◆ EXERCISE BRIEF ◆
There is material below. Print exactly the lines starting at the line with "state.last_follower_count = 1200;" and ending at the line with "let mut state = ledger(0, None);", ends included, and no others.
^^^^^^^^
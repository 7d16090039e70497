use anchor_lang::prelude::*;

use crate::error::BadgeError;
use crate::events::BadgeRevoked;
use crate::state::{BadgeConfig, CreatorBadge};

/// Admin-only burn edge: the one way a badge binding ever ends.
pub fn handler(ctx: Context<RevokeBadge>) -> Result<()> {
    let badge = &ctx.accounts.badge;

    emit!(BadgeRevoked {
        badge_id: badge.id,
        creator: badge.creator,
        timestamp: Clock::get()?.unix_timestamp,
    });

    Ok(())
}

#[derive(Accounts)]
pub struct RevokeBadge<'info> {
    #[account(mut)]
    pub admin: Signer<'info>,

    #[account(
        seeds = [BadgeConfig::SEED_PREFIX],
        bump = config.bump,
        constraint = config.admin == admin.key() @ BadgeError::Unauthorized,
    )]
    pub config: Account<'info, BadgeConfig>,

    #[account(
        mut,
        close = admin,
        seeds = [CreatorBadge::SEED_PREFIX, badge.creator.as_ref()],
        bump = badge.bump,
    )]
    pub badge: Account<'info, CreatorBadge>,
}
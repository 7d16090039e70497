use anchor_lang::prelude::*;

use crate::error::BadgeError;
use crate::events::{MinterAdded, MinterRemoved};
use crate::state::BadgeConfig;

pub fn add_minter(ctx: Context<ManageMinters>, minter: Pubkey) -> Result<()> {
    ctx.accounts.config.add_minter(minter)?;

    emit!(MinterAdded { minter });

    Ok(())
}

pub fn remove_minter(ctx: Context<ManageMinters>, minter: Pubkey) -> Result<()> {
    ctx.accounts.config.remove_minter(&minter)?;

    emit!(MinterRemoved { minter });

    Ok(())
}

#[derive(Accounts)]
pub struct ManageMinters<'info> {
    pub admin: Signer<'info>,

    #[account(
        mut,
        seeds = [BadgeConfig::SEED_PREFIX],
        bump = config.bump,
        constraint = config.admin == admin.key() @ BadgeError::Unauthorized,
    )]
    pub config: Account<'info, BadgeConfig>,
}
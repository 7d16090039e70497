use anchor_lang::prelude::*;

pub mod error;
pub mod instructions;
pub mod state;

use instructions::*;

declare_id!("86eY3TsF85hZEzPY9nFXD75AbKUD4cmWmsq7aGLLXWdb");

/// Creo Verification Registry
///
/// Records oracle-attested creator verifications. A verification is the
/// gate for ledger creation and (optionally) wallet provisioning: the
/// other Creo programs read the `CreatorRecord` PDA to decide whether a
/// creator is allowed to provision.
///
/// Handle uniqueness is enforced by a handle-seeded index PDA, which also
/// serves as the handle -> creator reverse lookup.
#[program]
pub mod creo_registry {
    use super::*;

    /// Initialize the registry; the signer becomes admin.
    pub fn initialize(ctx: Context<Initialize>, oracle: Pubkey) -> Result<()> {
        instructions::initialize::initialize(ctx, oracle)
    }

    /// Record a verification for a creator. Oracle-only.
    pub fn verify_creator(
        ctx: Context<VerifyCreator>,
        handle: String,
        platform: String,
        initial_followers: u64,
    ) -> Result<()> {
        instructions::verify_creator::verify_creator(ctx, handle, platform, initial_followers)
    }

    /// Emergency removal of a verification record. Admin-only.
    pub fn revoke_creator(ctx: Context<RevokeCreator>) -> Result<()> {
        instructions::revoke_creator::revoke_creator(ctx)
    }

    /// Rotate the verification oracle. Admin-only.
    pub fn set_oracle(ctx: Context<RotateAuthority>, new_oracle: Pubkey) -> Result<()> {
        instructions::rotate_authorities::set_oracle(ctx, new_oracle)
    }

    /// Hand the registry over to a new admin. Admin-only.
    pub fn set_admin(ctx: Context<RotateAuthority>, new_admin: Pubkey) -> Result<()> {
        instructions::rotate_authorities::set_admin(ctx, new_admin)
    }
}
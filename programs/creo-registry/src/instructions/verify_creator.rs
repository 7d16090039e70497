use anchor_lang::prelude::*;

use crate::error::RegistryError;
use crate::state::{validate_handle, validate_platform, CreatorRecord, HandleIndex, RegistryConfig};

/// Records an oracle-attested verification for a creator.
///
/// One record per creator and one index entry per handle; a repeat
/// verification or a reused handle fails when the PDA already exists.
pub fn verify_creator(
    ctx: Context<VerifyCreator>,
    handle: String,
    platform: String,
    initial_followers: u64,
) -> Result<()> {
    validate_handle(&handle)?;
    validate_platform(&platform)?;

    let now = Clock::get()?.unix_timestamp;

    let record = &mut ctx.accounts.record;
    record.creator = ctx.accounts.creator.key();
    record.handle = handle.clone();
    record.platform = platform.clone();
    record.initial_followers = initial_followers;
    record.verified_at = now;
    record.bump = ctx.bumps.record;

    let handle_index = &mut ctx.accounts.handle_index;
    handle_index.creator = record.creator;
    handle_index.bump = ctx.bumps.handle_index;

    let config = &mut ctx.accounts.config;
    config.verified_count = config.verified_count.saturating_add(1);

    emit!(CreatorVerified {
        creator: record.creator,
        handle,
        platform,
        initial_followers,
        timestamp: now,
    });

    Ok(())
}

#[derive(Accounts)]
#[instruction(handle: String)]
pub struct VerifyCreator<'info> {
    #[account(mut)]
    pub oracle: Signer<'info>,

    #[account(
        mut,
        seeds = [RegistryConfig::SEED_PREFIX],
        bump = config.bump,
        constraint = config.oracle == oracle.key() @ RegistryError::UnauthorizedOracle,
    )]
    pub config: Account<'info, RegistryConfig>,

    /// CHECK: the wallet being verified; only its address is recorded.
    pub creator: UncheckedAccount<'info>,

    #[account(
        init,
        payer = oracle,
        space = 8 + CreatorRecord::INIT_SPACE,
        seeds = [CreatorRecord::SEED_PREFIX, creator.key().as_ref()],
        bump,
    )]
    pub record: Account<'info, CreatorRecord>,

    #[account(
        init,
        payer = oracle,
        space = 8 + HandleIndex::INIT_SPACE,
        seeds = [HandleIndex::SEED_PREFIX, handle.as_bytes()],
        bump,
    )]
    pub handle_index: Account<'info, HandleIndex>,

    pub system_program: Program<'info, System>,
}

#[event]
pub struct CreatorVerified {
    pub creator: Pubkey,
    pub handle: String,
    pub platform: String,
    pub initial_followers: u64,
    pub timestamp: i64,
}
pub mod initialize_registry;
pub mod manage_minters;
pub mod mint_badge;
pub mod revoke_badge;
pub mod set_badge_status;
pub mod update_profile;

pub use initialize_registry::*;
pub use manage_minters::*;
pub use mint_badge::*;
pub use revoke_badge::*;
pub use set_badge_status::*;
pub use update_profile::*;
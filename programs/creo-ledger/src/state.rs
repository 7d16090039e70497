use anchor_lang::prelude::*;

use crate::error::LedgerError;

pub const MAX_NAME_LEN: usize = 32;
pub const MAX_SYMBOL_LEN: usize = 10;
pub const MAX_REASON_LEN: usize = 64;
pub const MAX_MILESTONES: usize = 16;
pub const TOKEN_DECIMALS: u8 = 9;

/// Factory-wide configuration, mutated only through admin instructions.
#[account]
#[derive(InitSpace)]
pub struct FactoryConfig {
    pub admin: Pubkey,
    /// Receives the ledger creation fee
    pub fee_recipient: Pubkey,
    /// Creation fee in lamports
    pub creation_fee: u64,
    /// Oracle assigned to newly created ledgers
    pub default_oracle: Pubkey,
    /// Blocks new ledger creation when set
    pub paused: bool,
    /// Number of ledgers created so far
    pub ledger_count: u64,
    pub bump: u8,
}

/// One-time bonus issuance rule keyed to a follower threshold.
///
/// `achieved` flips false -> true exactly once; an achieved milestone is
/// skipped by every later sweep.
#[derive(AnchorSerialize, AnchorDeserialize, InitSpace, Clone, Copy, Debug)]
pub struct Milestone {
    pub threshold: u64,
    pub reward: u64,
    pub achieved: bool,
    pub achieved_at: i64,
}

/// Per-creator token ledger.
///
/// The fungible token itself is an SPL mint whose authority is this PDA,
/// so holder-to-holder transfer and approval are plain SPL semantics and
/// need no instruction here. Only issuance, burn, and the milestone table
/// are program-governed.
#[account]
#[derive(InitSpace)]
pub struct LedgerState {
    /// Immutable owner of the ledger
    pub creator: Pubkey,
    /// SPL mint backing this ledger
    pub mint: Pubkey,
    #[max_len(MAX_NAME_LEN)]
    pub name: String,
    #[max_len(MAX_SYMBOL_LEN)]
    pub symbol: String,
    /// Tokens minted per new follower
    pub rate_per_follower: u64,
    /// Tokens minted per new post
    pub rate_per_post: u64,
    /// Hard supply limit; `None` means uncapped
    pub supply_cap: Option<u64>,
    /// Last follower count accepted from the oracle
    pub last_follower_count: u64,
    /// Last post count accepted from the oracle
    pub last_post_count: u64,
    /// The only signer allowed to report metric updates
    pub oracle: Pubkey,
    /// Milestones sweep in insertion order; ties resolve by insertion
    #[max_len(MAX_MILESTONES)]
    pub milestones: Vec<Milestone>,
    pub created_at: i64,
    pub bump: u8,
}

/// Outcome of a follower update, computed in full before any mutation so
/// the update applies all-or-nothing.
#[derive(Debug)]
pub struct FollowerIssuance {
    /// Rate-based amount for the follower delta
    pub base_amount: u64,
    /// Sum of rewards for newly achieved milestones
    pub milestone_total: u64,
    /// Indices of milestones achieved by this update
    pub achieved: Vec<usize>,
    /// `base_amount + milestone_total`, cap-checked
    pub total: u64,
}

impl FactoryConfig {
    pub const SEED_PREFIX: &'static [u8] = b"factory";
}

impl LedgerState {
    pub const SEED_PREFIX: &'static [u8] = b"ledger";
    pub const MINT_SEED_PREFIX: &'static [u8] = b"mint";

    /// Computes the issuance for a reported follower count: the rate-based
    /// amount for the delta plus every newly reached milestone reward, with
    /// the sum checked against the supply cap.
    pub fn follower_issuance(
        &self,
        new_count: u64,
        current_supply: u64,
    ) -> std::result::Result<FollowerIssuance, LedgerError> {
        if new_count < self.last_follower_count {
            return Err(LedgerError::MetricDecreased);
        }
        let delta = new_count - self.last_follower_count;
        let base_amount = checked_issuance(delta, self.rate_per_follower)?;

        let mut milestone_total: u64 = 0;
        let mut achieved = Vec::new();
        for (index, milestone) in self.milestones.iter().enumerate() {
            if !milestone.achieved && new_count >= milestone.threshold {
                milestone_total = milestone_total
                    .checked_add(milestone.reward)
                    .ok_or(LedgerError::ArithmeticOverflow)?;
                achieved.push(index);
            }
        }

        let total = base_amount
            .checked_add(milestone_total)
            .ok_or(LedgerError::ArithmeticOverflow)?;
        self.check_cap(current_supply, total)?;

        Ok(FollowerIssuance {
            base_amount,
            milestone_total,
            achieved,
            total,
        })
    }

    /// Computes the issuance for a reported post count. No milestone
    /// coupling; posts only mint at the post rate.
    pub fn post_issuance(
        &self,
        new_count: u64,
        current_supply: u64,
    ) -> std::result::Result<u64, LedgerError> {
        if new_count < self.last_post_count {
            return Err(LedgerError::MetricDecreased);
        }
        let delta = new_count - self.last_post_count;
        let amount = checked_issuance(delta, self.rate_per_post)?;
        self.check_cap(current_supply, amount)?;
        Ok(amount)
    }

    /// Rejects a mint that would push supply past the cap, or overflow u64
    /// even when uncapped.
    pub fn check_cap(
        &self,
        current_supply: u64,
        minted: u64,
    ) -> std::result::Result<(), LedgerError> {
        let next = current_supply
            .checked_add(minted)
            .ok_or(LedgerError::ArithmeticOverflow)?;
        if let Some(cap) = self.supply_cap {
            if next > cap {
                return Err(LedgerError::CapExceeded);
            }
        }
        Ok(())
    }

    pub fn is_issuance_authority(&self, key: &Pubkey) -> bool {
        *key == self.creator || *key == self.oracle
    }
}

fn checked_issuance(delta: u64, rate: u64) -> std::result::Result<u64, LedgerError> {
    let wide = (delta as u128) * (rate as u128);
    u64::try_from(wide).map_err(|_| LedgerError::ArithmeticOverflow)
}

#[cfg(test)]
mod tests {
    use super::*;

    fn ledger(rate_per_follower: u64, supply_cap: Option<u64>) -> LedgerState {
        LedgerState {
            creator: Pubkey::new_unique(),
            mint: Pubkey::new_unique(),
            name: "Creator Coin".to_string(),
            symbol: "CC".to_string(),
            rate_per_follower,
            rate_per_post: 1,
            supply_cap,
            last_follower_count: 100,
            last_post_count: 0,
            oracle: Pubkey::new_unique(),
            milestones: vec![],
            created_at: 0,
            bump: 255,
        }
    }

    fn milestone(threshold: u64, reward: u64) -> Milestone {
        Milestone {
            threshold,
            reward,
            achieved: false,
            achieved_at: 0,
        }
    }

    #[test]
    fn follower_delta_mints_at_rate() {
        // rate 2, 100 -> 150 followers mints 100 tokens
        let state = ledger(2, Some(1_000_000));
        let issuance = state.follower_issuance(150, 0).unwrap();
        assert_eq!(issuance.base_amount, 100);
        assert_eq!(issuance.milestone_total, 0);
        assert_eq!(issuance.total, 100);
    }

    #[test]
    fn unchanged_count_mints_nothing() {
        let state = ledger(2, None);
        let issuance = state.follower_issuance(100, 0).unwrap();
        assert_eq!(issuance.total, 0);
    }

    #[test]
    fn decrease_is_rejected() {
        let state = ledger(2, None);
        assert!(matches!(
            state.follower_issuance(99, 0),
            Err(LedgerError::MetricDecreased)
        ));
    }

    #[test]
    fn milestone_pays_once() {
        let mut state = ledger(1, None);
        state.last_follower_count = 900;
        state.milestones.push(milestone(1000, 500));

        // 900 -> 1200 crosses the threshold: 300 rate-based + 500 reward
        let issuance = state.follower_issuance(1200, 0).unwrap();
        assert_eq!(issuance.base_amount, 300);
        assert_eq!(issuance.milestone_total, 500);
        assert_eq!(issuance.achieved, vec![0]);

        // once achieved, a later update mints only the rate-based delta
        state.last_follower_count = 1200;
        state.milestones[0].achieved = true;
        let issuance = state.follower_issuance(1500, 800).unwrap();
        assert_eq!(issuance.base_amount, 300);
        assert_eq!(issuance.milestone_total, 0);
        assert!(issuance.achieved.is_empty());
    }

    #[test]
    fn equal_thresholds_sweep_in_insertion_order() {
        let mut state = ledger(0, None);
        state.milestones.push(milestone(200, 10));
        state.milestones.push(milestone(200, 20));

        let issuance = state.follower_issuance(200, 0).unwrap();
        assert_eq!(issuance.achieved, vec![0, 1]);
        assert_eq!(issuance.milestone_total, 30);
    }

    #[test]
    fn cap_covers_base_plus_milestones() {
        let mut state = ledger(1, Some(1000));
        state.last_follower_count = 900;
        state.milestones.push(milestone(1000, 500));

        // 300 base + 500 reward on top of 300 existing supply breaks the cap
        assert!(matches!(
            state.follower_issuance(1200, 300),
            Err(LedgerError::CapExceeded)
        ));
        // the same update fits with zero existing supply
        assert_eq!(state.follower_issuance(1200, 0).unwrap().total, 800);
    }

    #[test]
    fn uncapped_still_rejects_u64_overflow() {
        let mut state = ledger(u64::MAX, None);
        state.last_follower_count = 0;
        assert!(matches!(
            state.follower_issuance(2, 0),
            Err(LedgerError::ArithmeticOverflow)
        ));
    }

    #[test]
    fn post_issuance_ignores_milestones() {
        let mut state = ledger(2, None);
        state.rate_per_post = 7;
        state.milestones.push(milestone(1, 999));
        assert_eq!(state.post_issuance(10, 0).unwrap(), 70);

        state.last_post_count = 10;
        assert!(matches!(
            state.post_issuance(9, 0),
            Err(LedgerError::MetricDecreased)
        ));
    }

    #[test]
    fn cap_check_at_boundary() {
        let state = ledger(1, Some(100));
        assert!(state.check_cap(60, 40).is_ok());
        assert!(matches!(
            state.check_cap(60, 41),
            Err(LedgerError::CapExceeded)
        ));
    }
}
^^^^^^^^
◆ ANSWER FOR THIS EXERCISE ◆
        state.last_follower_count = 1200;
        state.milestones[0].achieved = true;
        let issuance = state.follower_issuance(1500, 800).unwrap();
        assert_eq!(issuance.base_amount, 300);
        assert_eq!(issuance.milestone_total, 0);
        assert!(issuance.achieved.is_empty());
    }

    #[test]
    fn equal_thresholds_sweep_in_insertion_order() {
        let mut state = ledger(0, None);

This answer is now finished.